§ **Task statement**:
Your output should repeat each record below with no differences.

§ **Data supplied**:
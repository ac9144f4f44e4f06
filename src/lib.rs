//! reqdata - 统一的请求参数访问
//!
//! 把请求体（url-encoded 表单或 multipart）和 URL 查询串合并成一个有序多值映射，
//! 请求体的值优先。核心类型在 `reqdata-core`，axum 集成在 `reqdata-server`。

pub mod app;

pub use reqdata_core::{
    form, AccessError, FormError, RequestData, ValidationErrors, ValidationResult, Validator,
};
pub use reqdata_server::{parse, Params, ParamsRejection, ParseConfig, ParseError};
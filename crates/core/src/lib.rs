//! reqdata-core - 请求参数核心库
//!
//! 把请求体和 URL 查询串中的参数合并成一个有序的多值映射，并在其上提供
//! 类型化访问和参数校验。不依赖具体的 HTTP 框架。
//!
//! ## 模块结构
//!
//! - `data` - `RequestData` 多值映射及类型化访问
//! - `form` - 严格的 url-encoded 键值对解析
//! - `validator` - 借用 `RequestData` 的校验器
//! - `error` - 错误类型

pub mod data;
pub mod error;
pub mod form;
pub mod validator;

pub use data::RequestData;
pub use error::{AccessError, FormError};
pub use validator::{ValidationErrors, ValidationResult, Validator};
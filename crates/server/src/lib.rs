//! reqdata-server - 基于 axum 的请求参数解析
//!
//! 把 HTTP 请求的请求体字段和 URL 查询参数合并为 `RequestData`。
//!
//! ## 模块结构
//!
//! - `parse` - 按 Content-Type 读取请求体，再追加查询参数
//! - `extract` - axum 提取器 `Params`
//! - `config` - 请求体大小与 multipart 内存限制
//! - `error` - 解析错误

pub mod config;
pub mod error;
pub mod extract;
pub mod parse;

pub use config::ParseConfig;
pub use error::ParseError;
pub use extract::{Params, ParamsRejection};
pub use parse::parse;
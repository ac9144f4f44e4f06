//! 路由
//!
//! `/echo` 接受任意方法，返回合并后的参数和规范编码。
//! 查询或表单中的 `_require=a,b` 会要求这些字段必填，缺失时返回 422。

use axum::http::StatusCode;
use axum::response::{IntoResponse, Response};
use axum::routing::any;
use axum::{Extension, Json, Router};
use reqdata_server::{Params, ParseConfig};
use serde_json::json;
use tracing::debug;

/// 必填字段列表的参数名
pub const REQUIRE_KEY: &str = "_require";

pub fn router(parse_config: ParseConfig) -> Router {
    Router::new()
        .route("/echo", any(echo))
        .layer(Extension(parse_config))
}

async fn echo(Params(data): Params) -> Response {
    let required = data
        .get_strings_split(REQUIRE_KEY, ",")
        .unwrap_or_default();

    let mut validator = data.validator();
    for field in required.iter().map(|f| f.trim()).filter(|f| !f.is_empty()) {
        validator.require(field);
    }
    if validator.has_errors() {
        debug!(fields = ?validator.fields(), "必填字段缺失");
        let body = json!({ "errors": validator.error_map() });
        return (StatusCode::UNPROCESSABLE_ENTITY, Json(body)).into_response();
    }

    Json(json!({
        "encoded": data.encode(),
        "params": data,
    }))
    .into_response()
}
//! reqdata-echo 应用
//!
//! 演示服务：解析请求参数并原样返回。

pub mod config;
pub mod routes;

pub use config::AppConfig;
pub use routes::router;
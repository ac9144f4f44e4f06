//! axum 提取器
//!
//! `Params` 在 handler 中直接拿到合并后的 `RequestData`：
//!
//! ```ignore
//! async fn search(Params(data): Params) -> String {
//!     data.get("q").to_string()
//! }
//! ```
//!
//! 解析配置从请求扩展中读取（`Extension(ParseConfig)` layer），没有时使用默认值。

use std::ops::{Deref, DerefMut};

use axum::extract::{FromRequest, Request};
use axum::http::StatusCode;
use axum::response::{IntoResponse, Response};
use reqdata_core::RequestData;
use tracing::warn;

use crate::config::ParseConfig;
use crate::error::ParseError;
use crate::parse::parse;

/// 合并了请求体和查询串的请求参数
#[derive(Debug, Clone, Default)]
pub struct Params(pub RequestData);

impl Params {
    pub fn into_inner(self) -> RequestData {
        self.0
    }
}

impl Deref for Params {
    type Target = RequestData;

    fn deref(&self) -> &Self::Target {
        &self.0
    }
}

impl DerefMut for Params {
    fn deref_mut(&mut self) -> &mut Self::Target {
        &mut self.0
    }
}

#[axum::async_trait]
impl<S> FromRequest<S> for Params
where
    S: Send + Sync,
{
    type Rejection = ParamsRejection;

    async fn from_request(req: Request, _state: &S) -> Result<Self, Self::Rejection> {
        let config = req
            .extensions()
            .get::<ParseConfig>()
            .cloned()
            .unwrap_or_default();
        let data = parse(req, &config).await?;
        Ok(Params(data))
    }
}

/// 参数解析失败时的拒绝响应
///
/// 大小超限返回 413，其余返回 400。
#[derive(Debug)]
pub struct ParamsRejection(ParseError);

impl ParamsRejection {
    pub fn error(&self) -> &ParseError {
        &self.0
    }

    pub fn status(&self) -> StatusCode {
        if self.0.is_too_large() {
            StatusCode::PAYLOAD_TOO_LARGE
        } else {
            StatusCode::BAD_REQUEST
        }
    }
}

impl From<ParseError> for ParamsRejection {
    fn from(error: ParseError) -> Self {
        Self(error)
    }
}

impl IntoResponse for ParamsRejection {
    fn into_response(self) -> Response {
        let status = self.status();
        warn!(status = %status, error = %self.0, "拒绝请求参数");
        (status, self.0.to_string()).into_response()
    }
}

§ **Solution for this exercise**:
repository ac9144f4f44e4f06
filename src/lib.rs
//! reqdata - 统一的请求参数访问
//!
//! 把请求体（url-encoded 表单或 multipart）和 URL 查询串合并成一个有序多值映射，
//! 请求体的值优先。核心类型在 `reqdata-core`，axum 集成在 `reqdata-server`。

pub mod app;

pub use reqdata_core::{
    form, AccessError, FormError, RequestData, ValidationErrors, ValidationResult, Validator,
};
pub use reqdata_server::{parse, Params, ParamsRejection, ParseConfig, ParseError};
filename crates/core/src/lib.rs
//! reqdata-core - 请求参数核心库
//!
//! 把请求体和 URL 查询串中的参数合并成一个有序的多值映射，并在其上提供
//! 类型化访问和参数校验。不依赖具体的 HTTP 框架。
//!
//! ## 模块结构
//!
//! - `data` - `RequestData` 多值映射及类型化访问
//! - `form` - 严格的 url-encoded 键值对解析
//! - `validator` - 借用 `RequestData` 的校验器
//! - `error` - 错误类型

pub mod data;
pub mod error;
pub mod form;
pub mod validator;

pub use data::RequestData;
pub use error::{AccessError, FormError};
pub use validator::{ValidationErrors, ValidationResult, Validator};
filename crates/server/src/lib.rs
//! reqdata-server - 基于 axum 的请求参数解析
//!
//! 把 HTTP 请求的请求体字段和 URL 查询参数合并为 `RequestData`。
//!
//! ## 模块结构
//!
//! - `parse` - 按 Content-Type 读取请求体，再追加查询参数
//! - `extract` - axum 提取器 `Params`
//! - `config` - 请求体大小与 multipart 内存限制
//! - `error` - 解析错误

pub mod config;
pub mod error;
pub mod extract;
pub mod parse;

pub use config::ParseConfig;
pub use error::ParseError;
pub use extract::{Params, ParamsRejection};
pub use parse::parse;
repository ac9144f4f44e4f06
//! 路由
//!
//! `/echo` 接受任意方法，返回合并后的参数和规范编码。
//! 查询或表单中的 `_require=a,b` 会要求这些字段必填，缺失时返回 422。

use axum::http::StatusCode;
use axum::response::{IntoResponse, Response};
use axum::routing::any;
use axum::{Extension, Json, Router};
use reqdata_server::{Params, ParseConfig};
use serde_json::json;
use tracing::debug;

/// 必填字段列表的参数名
pub const REQUIRE_KEY: &str = "_require";

pub fn router(parse_config: ParseConfig) -> Router {
    Router::new()
        .route("/echo", any(echo))
        .layer(Extension(parse_config))
}

async fn echo(Params(data): Params) -> Response {
    let required = data
        .get_strings_split(REQUIRE_KEY, ",")
        .unwrap_or_default();

    let mut validator = data.validator();
    for field in required.iter().map(|f| f.trim()).filter(|f| !f.is_empty()) {
        validator.require(field);
    }
    if validator.has_errors() {
        debug!(fields = ?validator.fields(), "必填字段缺失");
        let body = json!({ "errors": validator.error_map() });
        return (StatusCode::UNPROCESSABLE_ENTITY, Json(body)).into_response();
    }

    Json(json!({
        "encoded": data.encode(),
        "params": data,
    }))
    .into_response()
}
//! reqdata-echo 应用
//!
//! 演示服务：解析请求参数并原样返回。

pub mod config;
pub mod routes;

pub use config::AppConfig;
pub use routes::router;
repository ac9144f4f44e4f06
//! axum 提取器
//!
//! `Params` 在 handler 中直接拿到合并后的 `RequestData`：
//!
//! ```ignore
//! async fn search(Params(data): Params) -> String {
//!     data.get("q").to_string()
//! }
//! ```
//!
//! 解析配置从请求扩展中读取（`Extension(ParseConfig)` layer），没有时使用默认值。

use std::ops::{Deref, DerefMut};

use axum::extract::{FromRequest, Request};
use axum::http::StatusCode;
use axum::response::{IntoResponse, Response};
use reqdata_core::RequestData;
use tracing::warn;

use crate::config::ParseConfig;
use crate::error::ParseError;
use crate::parse::parse;

/// 合并了请求体和查询串的请求参数
#[derive(Debug, Clone, Default)]
pub struct Params(pub RequestData);

impl Params {
    pub fn into_inner(self) -> RequestData {
        self.0
    }
}

impl Deref for Params {
    type Target = RequestData;

    fn deref(&self) -> &Self::Target {
        &self.0
    }
}

impl DerefMut for Params {
    fn deref_mut(&mut self) -> &mut Self::Target {
        &mut self.0
    }
}

#[axum::async_trait]
impl<S> FromRequest<S> for Params
where
    S: Send + Sync,
{
    type Rejection = ParamsRejection;

    async fn from_request(req: Request, _state: &S) -> Result<Self, Self::Rejection> {
        let config = req
            .extensions()
            .get::<ParseConfig>()
            .cloned()
            .unwrap_or_default();
        let data = parse(req, &config).await?;
        Ok(Params(data))
    }
}

/// 参数解析失败时的拒绝响应
///
/// 大小超限返回 413，其余返回 400。
#[derive(Debug)]
pub struct ParamsRejection(ParseError);

impl ParamsRejection {
    pub fn error(&self) -> &ParseError {
        &self.0
    }

    pub fn status(&self) -> StatusCode {
        if self.0.is_too_large() {
            StatusCode::PAYLOAD_TOO_LARGE
        } else {
            StatusCode::BAD_REQUEST
        }
    }
}

impl From<ParseError> for ParamsRejection {
    fn from(error: ParseError) -> Self {
        Self(error)
    }
}

impl IntoResponse for ParamsRejection {
    fn into_response(self) -> Response {
        let status = self.status();
        warn!(status = %status, error = %self.0, "拒绝请求参数");
        (status, self.0.to_string()).into_response()
    }
}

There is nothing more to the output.